Directions for this task: In the listing below, find the line that contains "pub const MUTED: Color32" and the line that contains "pub const SERIES: Color32". Quote both and every line between them, exactly, and nothing more.

Input records:
//! Search state: the canonical query, the result list and the pager.

pub mod pager;
pub mod query;
pub mod results;

pub use query::{Applied, Query, QueryState, SearchRequest, SearchResponse};
pub use results::SearchResult;
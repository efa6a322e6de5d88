//! Colors shared by the chart, the keyword cloud and the side panels.

use egui::Color32;

/// Background colors for different layers
pub mod bg {
    use super::*;

    /// Chart area background - darkest layer
    pub const CHART: Color32 = Color32::from_rgb(14, 17, 23);

    /// Panel backgrounds - slightly lighter than the chart
    pub const PANEL: Color32 = Color32::from_rgb(20, 22, 28);

    /// Term chips in the result list
    pub const CHIP: Color32 = Color32::from_rgb(35, 38, 48);
}

/// Text colors at different emphasis levels
pub mod text {
    use super::*;

    pub const PRIMARY: Color32 = Color32::from_rgb(240, 240, 245);
    pub const SECONDARY: Color32 = Color32::from_rgb(180, 180, 190);
    pub const MUTED: Color32 = Color32::from_rgb(120, 125, 135);
}

/// Lines drawn on the chart
pub mod chart {
    use super::*;

    pub const AXIS: Color32 = Color32::from_rgb(120, 125, 135);
    pub const SERIES: Color32 = Color32::from_rgb(6, 182, 212);
    pub const CONNECTOR: Color32 = Color32::from_rgb(80, 85, 95);
    pub const KEYWORD: Color32 = Color32::from_rgb(240, 240, 245);
}

/// Active page button
pub const ACTIVE: Color32 = Color32::from_rgb(255, 149, 0);

/// Twenty-color categorical palette for cloud words
pub const CATEGORY20: [Color32; 20] = [
    Color32::from_rgb(0x1f, 0x77, 0xb4),
    Color32::from_rgb(0xae, 0xc7, 0xe8),
    Color32::from_rgb(0xff, 0x7f, 0x0e),
    Color32::from_rgb(0xff, 0xbb, 0x78),
    Color32::from_rgb(0x2c, 0xa0, 0x2c),
    Color32::from_rgb(0x98, 0xdf, 0x8a),
    Color32::from_rgb(0xd6, 0x27, 0x28),
    Color32::from_rgb(0xff, 0x98, 0x96),
    Color32::from_rgb(0x94, 0x67, 0xbd),
    Color32::from_rgb(0xc5, 0xb0, 0xd5),
    Color32::from_rgb(0x8c, 0x56, 0x4b),
    Color32::from_rgb(0xc4, 0x9c, 0x94),
    Color32::from_rgb(0xe3, 0x77, 0xc2),
    Color32::from_rgb(0xf7, 0xb6, 0xd2),
    Color32::from_rgb(0x7f, 0x7f, 0x7f),
    Color32::from_rgb(0xc7, 0xc7, 0xc7),
    Color32::from_rgb(0xbc, 0xbd, 0x22),
    Color32::from_rgb(0xdb, 0xdb, 0x8d),
    Color32::from_rgb(0x17, 0xbe, 0xcf),
    Color32::from_rgb(0x9e, 0xda, 0xe5),
];

/// Palette color for the `i`-th cloud word
pub fn category(i: usize) -> Color32 {
    CATEGORY20[i % CATEGORY20.len()]
}

/// Marker hue scale: the smallest quantity in the dataset is yellow (50°),
/// the largest red (0°).
#[derive(Debug, Clone, Copy, PartialEq)]
pub struct QuantityHue {
    min: f64,
    max: f64,
}

impl QuantityHue {
    const LOW_HUE: f32 = 50.0;

    pub fn from_quantities(quantities: impl IntoIterator<Item = f64>) -> Self {
        let (min, max) = quantities
            .into_iter()
            .fold((f64::MAX, f64::MIN), |(lo, hi), q| (lo.min(q), hi.max(q)));
        if min > max {
            return Self { min: 0.0, max: 0.0 };
        }
        Self { min, max }
    }

    pub fn hue(&self, quantity: f64) -> f32 {
        let span = self.max - self.min;
        if span == 0.0 {
            return Self::LOW_HUE;
        }
        let t = ((quantity - self.min) / span) as f32;
        Self::LOW_HUE * (1.0 - t)
    }

    /// Fully saturated, mid-lightness color for a quantity
    pub fn color(&self, quantity: f64) -> Color32 {
        hsl_to_rgb(self.hue(quantity), 1.0, 0.5)
    }
}

/// Convert HSL to RGB color
pub fn hsl_to_rgb(h: f32, s: f32, l: f32) -> Color32 {
    let h = h.rem_euclid(360.0);
    let c = (1.0 - (2.0 * l - 1.0).abs()) * s;
    let x = c * (1.0 - ((h / 60.0) % 2.0 - 1.0).abs());
    let m = l - c / 2.0;

    let (r, g, b) = if h < 60.0 {
        (c, x, 0.0)
    } else if h < 120.0 {
        (x, c, 0.0)
    } else if h < 180.0 {
        (0.0, c, x)
    } else if h < 240.0 {
        (0.0, x, c)
    } else if h < 300.0 {
        (x, 0.0, c)
    } else {
        (c, 0.0, x)
    };

    Color32::from_rgb(
        ((r + m) * 255.0).round() as u8,
        ((g + m) * 255.0).round() as u8,
        ((b + m) * 255.0).round() as u8,
    )
}
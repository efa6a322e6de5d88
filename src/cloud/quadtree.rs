//! Region quadtree of placed word boxes.
//!
//! The spiral placer asks "does this box hit anything already placed?" for
//! every candidate position, so boxes are bucketed by quadrant and a query
//! only visits cells that overlap the candidate.

use egui::{Pos2, Rect};

/// Boxes per cell before it splits
const CELL_CAPACITY: usize = 8;

/// Prevent unbounded splitting for piles of tiny boxes
const MAX_DEPTH: u32 = 8;

#[derive(Debug)]
enum Cell {
    Leaf {
        items: Vec<Rect>,
    },
    Internal {
        /// Boxes straddling more than one child
        items: Vec<Rect>,
        /// Children: NW, NE, SW, SE
        children: Box<[Cell; 4]>,
    },
}

impl Default for Cell {
    fn default() -> Self {
        Cell::Leaf { items: Vec::new() }
    }
}

/// Get bounds for a specific quadrant (0=NW, 1=NE, 2=SW, 3=SE)
fn child_bounds(bounds: Rect, quadrant: usize) -> Rect {
    let c = bounds.center();
    match quadrant {
        0 => Rect::from_min_max(bounds.min, c),
        1 => Rect::from_min_max(Pos2::new(c.x, bounds.min.y), Pos2::new(bounds.max.x, c.y)),
        2 => Rect::from_min_max(Pos2::new(bounds.min.x, c.y), Pos2::new(c.x, bounds.max.y)),
        _ => Rect::from_min_max(c, bounds.max),
    }
}

/// The single quadrant fully containing `rect`, if any
fn quadrant_of(bounds: Rect, rect: Rect) -> Option<usize> {
    (0..4).find(|&q| child_bounds(bounds, q).contains_rect(rect))
}

/// Strict overlap: boxes that only share an edge don't collide
fn overlaps(a: &Rect, b: &Rect) -> bool {
    a.min.x < b.max.x && b.min.x < a.max.x && a.min.y < b.max.y && b.min.y < a.max.y
}

/// Collision index for axis-aligned boxes inside a fixed area
pub struct RectTree {
    root: Cell,
    bounds: Rect,
    len: usize,
}

impl RectTree {
    pub fn new(bounds: Rect) -> Self {
        Self {
            root: Cell::default(),
            bounds,
            len: 0,
        }
    }

    pub fn len(&self) -> usize {
        self.len
    }

    pub fn insert(&mut self, rect: Rect) {
        let root = std::mem::take(&mut self.root);
        self.root = Self::insert_into(root, rect, self.bounds, 0);
        self.len += 1;
    }

    fn insert_into(cell: Cell, rect: Rect, bounds: Rect, depth: u32) -> Cell {
        match cell {
            Cell::Leaf { mut items } => {
                items.push(rect);
                if items.len() <= CELL_CAPACITY || depth >= MAX_DEPTH {
                    return Cell::Leaf { items };
                }
                // Split and push down whatever fits in a single child
                let mut children: Box<[Cell; 4]> = Box::default();
                let mut straddling = Vec::new();
                for item in items {
                    match quadrant_of(bounds, item) {
                        Some(q) => {
                            let child = std::mem::take(&mut children[q]);
                            children[q] =
                                Self::insert_into(child, item, child_bounds(bounds, q), depth + 1);
                        }
                        None => straddling.push(item),
                    }
                }
                Cell::Internal {
                    items: straddling,
                    children,
                }
            }
            Cell::Internal {
                mut items,
                mut children,
            } => {
                match quadrant_of(bounds, rect) {
                    Some(q) => {
                        let child = std::mem::take(&mut children[q]);
                        children[q] =
                            Self::insert_into(child, rect, child_bounds(bounds, q), depth + 1);
                    }
                    None => items.push(rect),
                }
                Cell::Internal { items, children }
            }
        }
    }

    /// Does `rect` overlap any stored box?
    pub fn collides(&self, rect: &Rect) -> bool {
        Self::collides_in(&self.root, rect, self.bounds)
    }

    fn collides_in(cell: &Cell, rect: &Rect, bounds: Rect) -> bool {
        match cell {
            Cell::Leaf { items } => items.iter().any(|item| overlaps(item, rect)),
            Cell::Internal { items, children } => {
                if items.iter().any(|item| overlaps(item, rect)) {
                    return true;
                }
                children.iter().enumerate().any(|(q, child)| {
                    let cb = child_bounds(bounds, q);
                    overlaps(&cb, rect) && Self::collides_in(child, rect, cb)
                })
            }
        }
    }
}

Response to the task:
    pub const MUTED: Color32 = Color32::from_rgb(120, 125, 135);
}

/// Lines drawn on the chart
pub mod chart {
    use super::*;

    pub const AXIS: Color32 = Color32::from_rgb(120, 125, 135);
    pub const SERIES: Color32 = Color32::from_rgb(6, 182, 212);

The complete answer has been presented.